Matt Ruby: How to Film a Web Comedy Series on a Budget

In Chapter 18 of 19 in his 2012 Capture Your Flag interview, standup comedian Matt Ruby answers "What Has Filming a Web Comedy Series Taught You About Doing More With Less?"   Ruby talks about the importance of communicating a vision to onboard a talented team to work within budget constraints.  He notes the more you have to prove a concept, for example showing them a script, the better chance you can onboard them.  Ruby notes the importance of setting managable and realistic timeframes given the sacrifices team and crew may be making.  Lastly, Ruby notes the benefit of having budget constraints and working cheaply.  Matt Ruby is a standup comedian and comedy writer based in New York City.  He co-produces the weekly show "Hot Soup", co-hosts the monthly show "We're All Friends Here", and manages a comedy blog "Sandpaper Suit".  Ruby graduated from Northwestern University. 

Transcript: 

Erik Michielsen: What has filming a web comedy series taught you about doing more with less?

Matt Ruby: The biggest thing is trying to work with other people and trying to, you know, like, especially if you’re getting people to work for cheap, or free, or you know, like less than they would normally get for doing something, I think you have to kind of give them a vision for why they should wanna do—like, they should be excited for the project, you know, should be making something cool, funny, fresh, something that they wanna be part of, something that if they’re not getting paid anything or a lot right now, maybe down the road could turn into something. 

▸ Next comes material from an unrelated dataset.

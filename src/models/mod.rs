pub mod config;
pub mod summary;

pub use config::{AppConfig, ConfigOverrides, ModeName, CONFIG_ENV};
pub use summary::{palette_entries, PaletteEntry, RangeSummary, ReportSummary, SegmentSummary};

Thinking about what are their desires or goals and like how can you meet them or how can you guys meet halfway, I think it helps too, to take stuff as far as you can on your own before you bring other people in like if you’ve got scripts to show people, that’s way better than if you just have an idea for a script, and if you’ve actually shot something already, and you have that to show, that’s gonna be even better than a script, so like the more you can kind of prove the concept to people the more I think likely you are be able to get them onboard for, maybe, you know, not what their normal rate is, sort of thing. 

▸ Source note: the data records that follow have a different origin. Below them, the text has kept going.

//! RGBA pixel and pixel buffer types.

use super::error::BufferError;
use crate::color::Rgb;

/// One RGBA8 pixel.
#[derive(Debug, Clone, Copy, PartialEq, Eq, Hash, Default)]
pub struct Rgba {
    /// Red channel
    pub r: u8,
    /// Green channel
    pub g: u8,
    /// Blue channel
    pub b: u8,
    /// Alpha channel (0 = fully transparent)
    pub a: u8,
}

impl Rgba {
    /// Create a pixel from its four channels.
    #[inline]
    pub const fn new(r: u8, g: u8, b: u8, a: u8) -> Self {
        Self { r, g, b, a }
    }

    /// The color part of the pixel.
    #[inline]
    pub const fn rgb(self) -> Rgb {
        Rgb::new(self.r, self.g, self.b)
    }

    /// Replace the color, keeping alpha.
    #[inline]
    pub const fn with_rgb(self, color: Rgb) -> Self {
        Self::new(color.r, color.g, color.b, self.a)
    }

    /// Convert to a byte array [R, G, B, A].
    #[inline]
    pub const fn to_bytes(self) -> [u8; 4] {
        [self.r, self.g, self.b, self.a]
    }
}

/// A rectangular, row-major RGBA8 image held in memory.
///
/// Either dimension may be zero.
///
/// # Example
///
/// ```
/// use palette_map::{Rgba, RgbaBuffer};
///
/// let raw = vec![10, 20, 30, 255, 40, 50, 60, 0];
/// let buffer = RgbaBuffer::from_raw(2, 1, raw.clone()).unwrap();
///
/// assert_eq!(buffer.get(1, 0), Rgba::new(40, 50, 60, 0));
/// assert_eq!(buffer.into_raw(), raw);
/// ```
#[derive(Debug, Clone, PartialEq, Eq)]
pub struct RgbaBuffer {
    width: usize,
    height: usize,
    pixels: Vec<Rgba>,
}

impl RgbaBuffer {
    /// Create a buffer filled with `fill`.
    ///
    /// # Panics
    ///
    /// Panics if `width * height` overflows `usize`.
    pub fn new(width: usize, height: usize, fill: Rgba) -> Self {
        let len = match pixel_count(width, height, 1) {
            Ok(len) => len,
            Err(err) => panic!("{err}"),
        };
        Self {
            width,
            height,
            pixels: vec![fill; len],
        }
    }

    /// Wrap existing pixels.
    ///
    /// # Errors
    ///
    /// [`BufferError::SizeMismatch`] if `pixels.len() != width * height`,
    /// [`BufferError::TooLarge`] if that product overflows.
    pub fn from_pixels(width: usize, height: usize, pixels: Vec<Rgba>) -> Result<Self, BufferError> {
        let expected = pixel_count(width, height, 1)?;
        if pixels.len() != expected {
            return Err(BufferError::SizeMismatch {
                width,
                height,
                expected,
                actual: pixels.len(),
            });
        }
        Ok(Self {
            width,
            height,
            pixels,
        })
    }

    /// Build a buffer from interleaved `[R, G, B, A, ...]` bytes.
    ///
    /// # Errors
    ///
    /// [`BufferError::SizeMismatch`] if `raw.len() != width * height * 4`,
    /// [`BufferError::TooLarge`] if that product overflows.
    pub fn from_raw(width: usize, height: usize, raw: Vec<u8>) -> Result<Self, BufferError> {
        let expected = pixel_count(width, height, 4)?;
        if raw.len() != expected {
            return Err(BufferError::SizeMismatch {
                width,
                height,
                expected,
                actual: raw.len(),
            });
        }
        let pixels = raw
            .chunks_exact(4)
            .map(|px| Rgba::new(px[0], px[1], px[2], px[3]))
            .collect();
        Ok(Self {
            width,
            height,
            pixels,
        })
    }

    /// Flatten back into interleaved `[R, G, B, A, ...]` bytes.
    pub fn into_raw(self) -> Vec<u8> {
        self.pixels.iter().flat_map(|px| px.to_bytes()).collect()
    }

    /// Image width in pixels.
    #[inline]
    pub fn width(&self) -> usize {
        self.width
    }

    /// Image height in pixels.
    #[inline]
    pub fn height(&self) -> usize {
        self.height
    }

    /// Total number of pixels.
    #[inline]
    pub fn len(&self) -> usize {
        self.pixels.len()
    }

    /// `true` when the image has no pixels.
    #[inline]
    pub fn is_empty(&self) -> bool {
        self.pixels.is_empty()
    }

    /// Pixel at column `x`, row `y`.
    ///
    /// # Panics
    ///
    /// Panics if the coordinates are out of bounds.
    #[inline]
    pub fn get(&self, x: usize, y: usize) -> Rgba {
        assert!(x < self.width && y < self.height, "pixel ({x}, {y}) out of bounds");
        self.pixels[y * self.width + x]
    }

    /// Overwrite the pixel at column `x`, row `y`.
    ///
    /// # Panics
    ///
    /// Panics if the coordinates are out of bounds.
    #[inline]
    pub fn set(&mut self, x: usize, y: usize, pixel: Rgba) {
        assert!(x < self.width && y < self.height, "pixel ({x}, {y}) out of bounds");
        self.pixels[y * self.width + x] = pixel;
    }

    /// All pixels in row-major order.
    #[inline]
    pub fn pixels(&self) -> &[Rgba] {
        &self.pixels
    }

    /// Mutable access to all pixels in row-major order.
    #[inline]
    pub fn pixels_mut(&mut self) -> &mut [Rgba] {
        &mut self.pixels
    }
}

/// `width * height * channels`, or `TooLarge` on overflow.
fn pixel_count(width: usize, height: usize, channels: usize) -> Result<usize, BufferError> {
    width
        .checked_mul(height)
        .and_then(|n| n.checked_mul(channels))
        .ok_or(BufferError::TooLarge { width, height })
}

#[cfg(test)]
mod tests {
    use super::*;

    #[test]
    fn test_from_raw_rejects_wrong_length() {
        let err = RgbaBuffer::from_raw(2, 2, vec![0; 15]).unwrap_err();
        assert_eq!(
            err,
            BufferError::SizeMismatch {
                width: 2,
                height: 2,
                expected: 16,
                actual: 15,
            }
        );
    }

    #[test]
    fn test_zero_sized_buffers() {
        let empty = RgbaBuffer::from_raw(0, 7, Vec::new()).unwrap();
        assert!(empty.is_empty());
        assert_eq!(empty.height(), 7);
        assert!(RgbaBuffer::from_pixels(3, 0, Vec::new()).is_ok());
    }

    #[test]
    fn test_row_major_addressing() {
        let mut buffer = RgbaBuffer::new(3, 2, Rgba::default());
        buffer.set(2, 1, Rgba::new(1, 2, 3, 4));
        assert_eq!(buffer.pixels()[5], Rgba::new(1, 2, 3, 4));
        assert_eq!(buffer.get(2, 1), Rgba::new(1, 2, 3, 4));
    }

    #[test]
    fn test_with_rgb_keeps_alpha() {
        let px = Rgba::new(9, 9, 9, 77).with_rgb(Rgb::new(1, 2, 3));
        assert_eq!(px, Rgba::new(1, 2, 3, 77));
    }

    #[test]
    fn test_overflowing_dimensions_rejected() {
        let err = RgbaBuffer::from_raw(usize::MAX / 2, 3, Vec::new()).unwrap_err();
        assert_eq!(
            err,
            BufferError::TooLarge {
                width: usize::MAX / 2,
                height: 3,
            }
        );

        // Fits as a pixel count, overflows once multiplied by 4 channels
        let width = usize::MAX / 4 + 1;
        assert!(matches!(
            RgbaBuffer::from_raw(width, 1, Vec::new()),
            Err(BufferError::TooLarge { .. })
        ));
        assert!(matches!(
            RgbaBuffer::from_pixels(usize::MAX, 2, Vec::new()),
            Err(BufferError::TooLarge { .. })
        ));
    }

    #[test]
    #[should_panic(expected = "too large")]
    fn test_new_panics_on_overflow() {
        RgbaBuffer::new(usize::MAX, 2, Rgba::default());
    }
}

I think also you know you need to realize that there’s a limited window on that, you can’t just keep, you know, milking people, you know people just don’t have the time or the energy, the resources necessarily to donate, you know, all the time, so, you know, like hopefully, you know, you can have something that evolves into something bigger that does have a budget that’s more substantial. 

Also I just think people spend way too much on everything all the time. Like I’m mean, I’m a cheap bastard, so like I just sort of apply, you know, if I’m working on something, a project I conduct it the same way I do my normal life which is like I don’t spend money if I don’t have to, so like if I can use cheap props or film somewhere cheap, or you know, just I think people—when people are spending other people’s money, they spend it in a way different way than when they’re spending their own, so I think it’s just, you know, try to, you know, try to be a cheap bastard, even when you’re working on stuff—I don’t know, I just think—I think having those constraints even when you start out, like knowing, okay, we need to do this all in one location, or with these 3 actors or it needs to be 60 seconds or less, or whatever your limitations are, and be like, okay, well, that’s what it’s gotta be, so now fit into that, you know, box or perimeters, and make it work. 

And you know I think that can—that can actually—you know if you embrace that, it can actually kind of encourage creativity or take you to an interesting place as opposed to being like well, no, I need, you know, 5 locations, and dozens of extras and you know a budget of you know all this money and all that stuff. Whereas like, is that really making it funnier or better? You know I think that’s probably the bigger question is like, okay, well, if this is a little rough around the edges or you know, kind of cutting some corners here or there, is that the thing that’s really gonna make it not as good or is it just gonna make it not as polished? And I don’t always care about polish, like some rough edges are alright for me. Sometimes that’s what makes it interesting.